Can you prove this?

Discussion in 'Math' started by steveb, Nov 24, 2008.

1. steveb Thread Starter Senior Member

Jul 3, 2008
2,433
469
I was wondering if anyone is able to either prove or disprove the following identity. Please see attached PDF file.

This identity came up in my work recently. I won't go into the details of the application, but I did two different approximate derivations of a function I needed in an engineering application. The two separate functions appeared to give the same numerical answer, but look quite different. One funtion was very simple (y=0.5*x) and the other is much more complicated with an arctan function (see attachment).

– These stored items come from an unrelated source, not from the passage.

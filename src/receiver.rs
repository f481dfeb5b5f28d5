//! File receiver: handshake, in-order reassembly loop, teardown.
//!
//! [`ReceiverEngine`] owns the listening socket and a [`FaultPolicy`].  One
//! session is: accept a handshake, then handle datagrams until a FIN arrives.
//!
//! For every data packet, in this order:
//!
//! 1. the fault policy may drop it (no write, no ACK);
//! 2. seq == expected: write the payload, ACK it;
//! 3. seq <  expected: ACK it again, write nothing;
//! 4. seq >  expected: drop it, no ACK.

use std::net::SocketAddr;
use std::time::{Duration, Instant};

use tokio::io::{AsyncWrite, AsyncWriteExt};

use crate::connection::{self, ConnError};
use crate::fault::{FaultPolicy, NoFaults};
use crate::gbn_receiver::{GbnReceiver, Verdict};
use crate::packet::{flags, Packet};
use crate::socket::{Socket, SocketError};
use crate::state::ConnectionState;

/// Summary of one completed session.
#[derive(Debug, Clone, PartialEq)]
pub struct SessionReport {
    pub peer: SocketAddr,
    pub packets_accepted: u64,
    /// Bytes written to the output, including final-chunk padding.
    pub bytes_accepted: u64,
    /// Copies of already-accepted packets that were re-acknowledged.
    pub duplicates: u64,
    /// Packets ahead of the expected sequence that were dropped.
    pub out_of_order: u64,
    /// Packets dropped by the fault policy.
    pub discarded: u64,
    /// From the first accepted packet to the FIN.
    pub elapsed: Duration,
    pub throughput_mbps: f64,
}

/// Receiving half of a DRTP session.
#[derive(Debug)]
pub struct ReceiverEngine<F = NoFaults> {
    socket: Socket,
    state: ConnectionState,
    peer: Option<SocketAddr>,
    fault: F,
}

impl ReceiverEngine<NoFaults> {
    /// Bind without fault injection.
    pub async fn bind(addr: SocketAddr) -> Result<Self, ConnError> {
        Self::with_faults(addr, NoFaults).await
    }
}

impl<F: FaultPolicy> ReceiverEngine<F> {
    /// Bind `addr`, consulting `fault` for every inbound data packet.
    pub async fn with_faults(addr: SocketAddr, fault: F) -> Result<Self, ConnError> {
        let socket = Socket::bind(addr).await?;
        log::info!(
            "Server started at {} on port {}",
            socket.local_addr.ip(),
            socket.local_addr.port()
        );
        Ok(Self {
            socket,
            state: ConnectionState::Closed,
            peer: None,
            fault,
        })
    }

    pub fn local_addr(&self) -> SocketAddr {
        self.socket.local_addr
    }

    pub fn state(&self) -> ConnectionState {
        self.state
    }

    pub fn fault_policy(&self) -> &F {
        &self.fault
    }

    /// Wait for a sender and complete the handshake.  Returns its address.
    pub async fn accept(&mut self) -> Result<SocketAddr, ConnError> {
        let peer = connection::accept(&self.socket, &mut self.state).await?;
        self.peer = Some(peer);
        Ok(peer)
    }

    /// Handshake, then receive into `sink` until the sender tears down.
    pub async fn run_session<W>(&mut self, sink: &mut W) -> Result<SessionReport, ConnError>
    where
        W: AsyncWrite + Unpin,
    {
        self.accept().await?;
        self.receive(sink).await
    }

    /// Reassembly loop for an established session.
    ///
    /// Returns after answering the sender's FIN; the engine is then back in
    /// [`ConnectionState::Closed`] and may [`accept`](Self::accept) again.
    pub async fn receive<W>(&mut self, sink: &mut W) -> Result<SessionReport, ConnError>
    where
        W: AsyncWrite + Unpin,
    {
        let peer = match self.peer {
            Some(peer) if self.state.is_established() => peer,
            _ => return Err(ConnError::BadState(self.state)),
        };

        let mut gbn = GbnReceiver::new();
        let mut discarded = 0u64;

        loop {
            let (pkt, addr) = match self.socket.recv_from().await {
                Ok(received) => received,
                Err(SocketError::Packet(e)) => {
                    log::warn!("skipping malformed datagram: {e}");
                    continue;
                }
                Err(e) => return Err(e.into()),
            };
            if addr != peer {
                log::debug!("ignoring datagram from {addr}");
                continue;
            }

            if pkt.header.flags & flags::FIN != 0 {
                log::info!("FIN packet is received");
                connection::acknowledge_close(&self.socket, peer, &mut self.state).await?;
                self.peer = None;
                sink.flush().await?;

                let now = Instant::now();
                return Ok(SessionReport {
                    peer,
                    packets_accepted: gbn.packets_accepted(),
                    bytes_accepted: gbn.bytes_accepted(),
                    duplicates: gbn.duplicates(),
                    out_of_order: gbn.out_of_order(),
                    discarded,
                    elapsed: gbn.elapsed(now),
                    throughput_mbps: gbn.throughput_mbps(now),
                });
            }

            if !pkt.is_data() {
                log::debug!("ignoring control packet flags={}", pkt.header.flags);
                continue;
            }

            let seq = pkt.header.seq;
            if self.fault.should_drop(seq) {
                discarded += 1;
                log::info!("Discarding {seq}");
                continue;
            }

            match gbn.on_segment(seq, pkt.payload.len(), Instant::now()) {
                Verdict::Accept => {
                    sink.write_all(&pkt.payload).await?;
                    sink.flush().await?;
                    log::info!("packet {seq} is received");
                    self.socket.send_to(&Packet::ack(seq), peer).await?;
                    log::info!("sending ack for the received {seq}");
                }
                Verdict::Duplicate => {
                    self.socket.send_to(&Packet::ack(seq), peer).await?;
                    log::debug!("duplicate packet {seq}, ack resent");
                }
                Verdict::Future => {
                    log::debug!(
                        "out-of-order packet {seq} dropped, expecting {}",
                        gbn.expected_seq()
                    );
                }
            }
        }
    }

    /// Release the socket.
    pub fn close(self) {
        log::info!("Connection closes");
    }
}
//! Wire-format definitions for DRTP datagrams.
//!
//! Every datagram exchanged between the peers is a [`Packet`].  This module
//! owns the on-wire layout and nothing else: no I/O happens here.
//!
//! # Wire format
//!
//! All multi-byte integers are **big-endian**.
//!
//! ```text
//!  0               1               2               3
//!  0 1 2 3 4 5 6 7 0 1 2 3 4 5 6 7 0 1 2 3 4 5 6 7 0 1 2 3 4 5 6 7
//! +-+-+-+-+-+-+-+-+-+-+-+-+-+-+-+-+-+-+-+-+-+-+-+-+-+-+-+-+-+-+-+-+
//! |        Sequence Number        |     Acknowledgment Number     |
//! +-+-+-+-+-+-+-+-+-+-+-+-+-+-+-+-+-+-+-+-+-+-+-+-+-+-+-+-+-+-+-+-+
//! |             Flags             |                               |
//! +-+-+-+-+-+-+-+-+-+-+-+-+-+-+-+-+                               +
//! |                 Payload (0 or 994 bytes) ...                  |
//! +-+-+-+-+-+-+-+-+-+-+-+-+-+-+-+-+-+-+-+-+-+-+-+-+-+-+-+-+-+-+-+-+
//! ```
//!
//! Control packets carry no payload.  Data packets always carry a full
//! [`PAYLOAD_LEN`] slot; a shorter final chunk is zero-filled, and since the
//! header has no length field the receiver cannot tell padding from data.

use thiserror::Error;

/// Bit-flag constants for the `flags` header field.
pub mod flags {
    /// Synchronise (connection establishment).
    pub const SYN: u16 = 8;
    /// Acknowledgement field is valid.
    pub const ACK: u16 = 4;
    /// Finish: the sender has no more data.
    pub const FIN: u16 = 2;

    pub const SYN_ACK: u16 = SYN | ACK;
    pub const FIN_ACK: u16 = FIN | ACK;

    /// `true` when every bit of `required` is set in `value`.
    #[inline]
    pub fn has_all(value: u16, required: u16) -> bool {
        value & required == required
    }
}

/// Byte length of the fixed-size header on the wire.
pub const HEADER_LEN: usize = 6;

/// Size of the payload slot carried by every data packet.
pub const PAYLOAD_LEN: usize = 994;

/// Largest datagram the protocol ever produces.
pub const MAX_DATAGRAM: usize = HEADER_LEN + PAYLOAD_LEN;

const OFF_SEQ: usize = 0;
const OFF_ACK: usize = 2;
const OFF_FLAGS: usize = 4;

/// Fixed-size protocol header, in host byte order.
#[derive(Debug, Clone, Copy, PartialEq, Eq, Default)]
pub struct Header {
    /// 1-based data sequence number, `0` on control packets.
    pub seq: u16,
    /// Acknowledged sequence number, `0` when not an acknowledgment.
    pub ack: u16,
    /// Bitmask of [`flags`] constants.
    pub flags: u16,
}

/// A complete protocol datagram: header + payload bytes.
#[derive(Debug, Clone, PartialEq, Eq)]
pub struct Packet {
    pub header: Header,
    pub payload: Vec<u8>,
}

impl Packet {
    /// Payload-less control packet carrying only `flags`.
    pub fn control(flags: u16) -> Self {
        Self {
            header: Header {
                seq: 0,
                ack: 0,
                flags,
            },
            payload: Vec::new(),
        }
    }

    /// Acknowledgment for data packet `seq`.
    pub fn ack(seq: u16) -> Self {
        Self {
            header: Header {
                seq: 0,
                ack: seq,
                flags: flags::ACK,
            },
            payload: Vec::new(),
        }
    }

    /// Data packet `seq` carrying `chunk`, zero-filled up to [`PAYLOAD_LEN`].
    ///
    /// `chunk` longer than the slot is truncated; callers never read more
    /// than [`PAYLOAD_LEN`] bytes at a time.
    pub fn data(seq: u16, chunk: &[u8]) -> Self {
        let mut payload = vec![0u8; PAYLOAD_LEN];
        let n = chunk.len().min(PAYLOAD_LEN);
        payload[..n].copy_from_slice(&chunk[..n]);
        Self {
            header: Header {
                seq,
                ack: 0,
                flags: 0,
            },
            payload,
        }
    }

    /// `true` for packets that carry file data.
    pub fn is_data(&self) -> bool {
        !self.payload.is_empty()
    }

    /// Serialise this packet into a newly allocated byte vector.
    pub fn encode(&self) -> Vec<u8> {
        let mut buf = vec![0u8; HEADER_LEN + self.payload.len()];
        buf[OFF_SEQ..OFF_SEQ + 2].copy_from_slice(&self.header.seq.to_be_bytes());
        buf[OFF_ACK..OFF_ACK + 2].copy_from_slice(&self.header.ack.to_be_bytes());
        buf[OFF_FLAGS..OFF_FLAGS + 2].copy_from_slice(&self.header.flags.to_be_bytes());
        buf[HEADER_LEN..].copy_from_slice(&self.payload);
        buf
    }

    /// Parse a [`Packet`] from a raw datagram.
    ///
    /// Everything after the header is taken as payload.  The peer is trusted,
    /// so only the framing limits are checked.
    pub fn decode(buf: &[u8]) -> Result<Self, PacketError> {
        if buf.len() < HEADER_LEN {
            return Err(PacketError::BufferTooShort(buf.len()));
        }
        if buf.len() > MAX_DATAGRAM {
            return Err(PacketError::Oversized(buf.len()));
        }

        let field = |off: usize| u16::from_be_bytes([buf[off], buf[off + 1]]);

        Ok(Packet {
            header: Header {
                seq: field(OFF_SEQ),
                ack: field(OFF_ACK),
                flags: field(OFF_FLAGS),
            },
            payload: buf[HEADER_LEN..].to_vec(),
        })
    }
}

/// Errors that can arise when parsing a raw datagram.
#[derive(Debug, Error, PartialEq, Eq)]
pub enum PacketError {
    #[error("datagram of {0} bytes is too short to contain a header")]
    BufferTooShort(usize),
    #[error("datagram of {0} bytes exceeds the 1000-byte limit")]
    Oversized(usize),
}
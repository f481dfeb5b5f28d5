//! Fault injection for loss-recovery testing.
//!
//! A [`FaultPolicy`] is handed to the receiver when it is built and is asked
//! about every inbound data packet before the packet is processed.  Dropping
//! a packet there looks to the sender exactly like loss on the wire: no
//! write, no acknowledgment.
//!
//! [`DiscardOnce`] is the policy behind the `--discard` option: it drops the
//! first delivery of one chosen sequence number and lets every later copy
//! through.

/// Decides whether an inbound data packet is silently dropped.
pub trait FaultPolicy {
    /// Called once per inbound data packet.  Returning `true` drops it.
    fn should_drop(&mut self, seq: u16) -> bool;
}

/// Pass-through policy: nothing is ever dropped.
#[derive(Debug, Clone, Copy, Default)]
pub struct NoFaults;

impl FaultPolicy for NoFaults {
    fn should_drop(&mut self, _seq: u16) -> bool {
        false
    }
}

/// Drops the first delivery of `target`, then disarms.
#[derive(Debug, Clone, Copy, Default)]
pub struct DiscardOnce {
    target: Option<u16>,
}

impl DiscardOnce {
    /// `None` builds a disarmed policy, equivalent to [`NoFaults`].
    pub fn new(target: Option<u16>) -> Self {
        Self { target }
    }

    /// Sequence number still waiting to be dropped, if any.
    pub fn pending(&self) -> Option<u16> {
        self.target
    }
}

impl FaultPolicy for DiscardOnce {
    fn should_drop(&mut self, seq: u16) -> bool {
        if self.target == Some(seq) {
            self.target = None;
            true
        } else {
            false
        }
    }
}

impl<P: FaultPolicy + ?Sized> FaultPolicy for Box<P> {
    fn should_drop(&mut self, seq: u16) -> bool {
        (**self).should_drop(seq)
    }
}

#[cfg(test)]
mod tests {
    use super::*;

    #[test]
    fn no_faults_never_drops() {
        let mut p = NoFaults;
        assert!((1..=100).all(|seq| !p.should_drop(seq)));
    }

    #[test]
    fn discard_once_fires_exactly_once() {
        let mut p = DiscardOnce::new(Some(2));
        assert!(!p.should_drop(1));
        assert!(p.should_drop(2));
        assert!(!p.should_drop(2));
        assert!(!p.should_drop(3));
        assert_eq!(p.pending(), None);
    }

    #[test]
    fn discard_once_waits_for_its_target() {
        let mut p = DiscardOnce::new(Some(5));
        for seq in 1..5 {
            assert!(!p.should_drop(seq));
        }
        assert_eq!(p.pending(), Some(5));
        assert!(p.should_drop(5));
    }

    #[test]
    fn disarmed_discard_is_pass_through() {
        let mut p = DiscardOnce::new(None);
        assert!(!p.should_drop(1));
        assert_eq!(p.pending(), None);
    }

    #[test]
    fn boxed_policy_delegates() {
        let mut p: Box<dyn FaultPolicy> = Box::new(DiscardOnce::new(Some(1)));
        assert!(p.should_drop(1));
        assert!(!p.should_drop(1));
    }
}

My first assumption was that these are probably exactly equal functions; however, when I numerically evaluate the error using double precision calculations in Matlab, I find the error near x=pi/3 to be considerable more than what I expect with double precision. The error is much less as x moves away from this value. Now this error could be due to round off error accumulation, but I'm not convinced of that. (Actually, it probably is due to a zero/zero condition)

I wanted to either prove or disprove this identity, but I've been too busy and can't justify doing this as part of my work since it's just a point of curiousity.

I thought someone here might enjoy tackling this one. I suspect the identity is true, and there is probably a simple elegant way to prove it. I thought of doing out a Taylor expansion, but that looks tedious.

• Prove.pdf
File size:
18.5 KB
Views:
79
Last edited: Nov 24, 2008
2. mik3 Senior Member

Feb 4, 2008
4,846
65
See the attachment, its just application of trigonometric identities.

File size:
22.5 KB
Views:
47
3. steveb Thread Starter Senior Member

Jul 3, 2008
2,433
469
Not just trig identities... Also, a sharp mind!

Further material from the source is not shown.